Records supplied —
◆ ◆ ◆ ◆ ◆ ◆ ◆

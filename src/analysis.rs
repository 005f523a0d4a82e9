//! End-to-end analysis of one pattern: parse, explain, infer intent, run the
//! sample, detect risks and estimate likely false positives and negatives.

use crate::config::{FeaturesConfig, RegexplainConfig};
use crate::core::types::{Explanation, FpFnReport, IntentResult, MatchRecord, Warning};
use crate::engine::exec::collect_matches;
use crate::engine::Regex;
use crate::estimate::{estimate, EstimateInput};
use crate::explain::explain;
use crate::intent::infer_intent;
use crate::parser::{parse_pattern, ParsedPattern, PatternError};
use crate::risk::{detect_risks, RiskContext};
use log::{debug, warn};
use serde::Serialize;

/// What to analyze.
#[derive(Debug, Clone, Default, PartialEq, Eq)]
pub struct AnalysisRequest {
    pub pattern: String,
    pub flags: String,
    pub sample: Option<String>,
}

impl AnalysisRequest {
    pub fn new(pattern: impl Into<String>, flags: impl Into<String>) -> Self {
        AnalysisRequest {
            pattern: pattern.into(),
            flags: flags.into(),
            sample: None,
        }
    }

    pub fn with_sample(mut self, sample: impl Into<String>) -> Self {
        self.sample = Some(sample.into());
        self
    }
}

/// Sample execution outcome.
#[derive(Debug, Clone, Default, PartialEq, Eq, Serialize)]
pub struct MatchPreview {
    pub matches: Vec<MatchRecord>,
    /// Collection stopped at `execution.max_matches`.
    pub truncated: bool,
    /// Set when the engine gave up, e.g. on its step limit.
    pub error: Option<String>,
}

#[derive(Debug, Clone, Serialize)]
pub struct AnalysisReport {
    pub pattern: String,
    /// Normalized flag string.
    pub flags: String,
    pub explanation: Explanation,
    pub intent: IntentResult,
    /// `None` when no sample was supplied.
    pub preview: Option<MatchPreview>,
    pub warnings: Vec<Warning>,
    pub estimate: Option<FpFnReport>,
    pub features: FeaturesConfig,
}

/// Runs every analysis stage enabled in `config`. Only an invalid pattern
/// is an error; downstream stages are never run for one.
pub fn analyze(
    request: &AnalysisRequest,
    config: &RegexplainConfig,
) -> Result<AnalysisReport, PatternError> {
    let parsed = parse_pattern(&request.pattern, &request.flags)?;
    let sample = request.sample.as_deref();

    let explanation = explain(&parsed.pattern, parsed.flags);
    let intent = infer_intent(&parsed);
    let preview = sample.map(|text| run_sample(&parsed, text, config));

    let warnings = if config.features.risk_detection {
        let ctx = RiskContext {
            sample,
            probe: config.probe.enabled.then_some(&config.probe),
        };
        detect_risks(&parsed, &ctx)
    } else {
        debug!("risk detection disabled");
        Vec::new()
    };

    let estimate = match (sample, &preview) {
        (Some(_), Some(MatchPreview { error: Some(error), .. }))
            if config.features.fp_fn_estimation =>
        {
            debug!("estimate skipped: sample execution failed");
            Some(FpFnReport {
                notes: vec![format!(
                    "Estimation skipped: the sample could not be run to completion ({})",
                    error
                )],
                ..FpFnReport::default()
            })
        }
        (Some(text), Some(preview)) if config.features.fp_fn_estimation => Some(estimate(
            &EstimateInput {
                parsed: &parsed,
                sample: text,
                matches: &preview.matches,
            },
            &config.estimator,
        )),
        _ => None,
    };

    Ok(AnalysisReport {
        pattern: parsed.source.clone(),
        flags: parsed.flags_string(),
        explanation,
        intent,
        preview,
        warnings,
        estimate,
        features: config.features.clone(),
    })
}

fn run_sample(parsed: &ParsedPattern, sample: &str, config: &RegexplainConfig) -> MatchPreview {
    let regex = match Regex::new(&parsed.source, parsed.flags) {
        Ok(regex) => regex.with_step_limit(config.execution.step_limit),
        Err(e) => {
            return MatchPreview {
                error: Some(e.to_string()),
                ..MatchPreview::default()
            }
        }
    };
    match collect_matches(&regex, sample, config.execution.max_matches) {
        Ok(execution) => MatchPreview {
            matches: execution.matches,
            truncated: execution.truncated,
            error: None,
        },
        Err(e) => {
            warn!("sample execution stopped: {}", e);
            MatchPreview {
                error: Some(e.to_string()),
                ..MatchPreview::default()
            }
        }
    }
}

#[cfg(test)]
mod tests {
    use super::*;
    use crate::core::types::{IntentLabel, WarningId};

    #[test]
    fn test_invalid_pattern_is_an_error_value() {
        let request = AnalysisRequest::new("([a-z]", "").with_sample("abc");
        let err = analyze(&request, &RegexplainConfig::default()).unwrap_err();
        assert!(err.message.contains("Unterminated group"));
    }

    #[test]
    fn test_full_report_for_literal() {
        let request = AnalysisRequest::new("cat", "").with_sample("the cat sat");
        let report = analyze(&request, &RegexplainConfig::default()).unwrap();
        assert_eq!(report.intent.label, IntentLabel::General);
        let preview = report.preview.unwrap();
        assert_eq!(preview.matches.len(), 1);
        assert_eq!(preview.matches[0].span, (4, 7));
        assert!(report.estimate.is_some());
    }

    #[test]
    fn test_disabled_features_are_skipped() {
        let mut config = RegexplainConfig::default();
        config.features.risk_detection = false;
        config.features.fp_fn_estimation = false;
        let request = AnalysisRequest::new("(a+)+$", "").with_sample("aaa");
        let report = analyze(&request, &config).unwrap();
        assert!(report.warnings.is_empty());
        assert!(report.estimate.is_none());
        assert!(!report.features.risk_detection);
    }

    #[test]
    fn test_no_sample_means_no_preview_or_estimate() {
        let report = analyze(&AnalysisRequest::new("a|", ""), &RegexplainConfig::default()).unwrap();
        assert!(report.preview.is_none());
        assert!(report.estimate.is_none());
        assert_eq!(report.warnings[0].id, WarningId::EmptyAlternation);
    }

    #[test]
    fn test_step_limit_during_preview_is_reported() {
        let mut config = RegexplainConfig::default();
        config.execution.step_limit = 1_000;
        config.probe.enabled = false;
        let request = AnalysisRequest::new("(a+)+$", "").with_sample(format!("{}!", "a".repeat(25)));
        let report = analyze(&request, &config).unwrap();
        let preview = report.preview.unwrap();
        assert!(preview.matches.is_empty());
        assert!(preview.error.is_some());

        let notes = report.estimate.unwrap().notes;
        assert_eq!(notes.len(), 1);
        assert!(notes[0].contains("Match step limit exceeded"));
        assert!(!notes[0].contains("No matches in the sample"));
    }

    #[test]
    fn test_long_benign_samples_preview_cleanly() {
        let config = RegexplainConfig::default();
        let request = AnalysisRequest::new("[a-z]+@", "").with_sample("a".repeat(2_000));
        let preview = analyze(&request, &config).unwrap().preview.unwrap();
        assert_eq!(preview.error, None);
        assert!(preview.matches.is_empty());

        let request =
            AnalysisRequest::new("cat", "").with_sample(format!("{}cat", "x".repeat(1_100_000)));
        let preview = analyze(&request, &config).unwrap().preview.unwrap();
        assert_eq!(preview.error, None);
        assert_eq!(preview.matches[0].span, (1_100_000, 1_100_003));
    }
}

◆ ◆ ◆ ◆ ◆ ◆ ◆

Brief —
The result should be every line that contains "core", copied from the entries.

Your response —
use crate::core::types::{Explanation, FpFnReport, IntentResult, MatchRecord, Warning};
    use crate::core::types::{IntentLabel, WarningId};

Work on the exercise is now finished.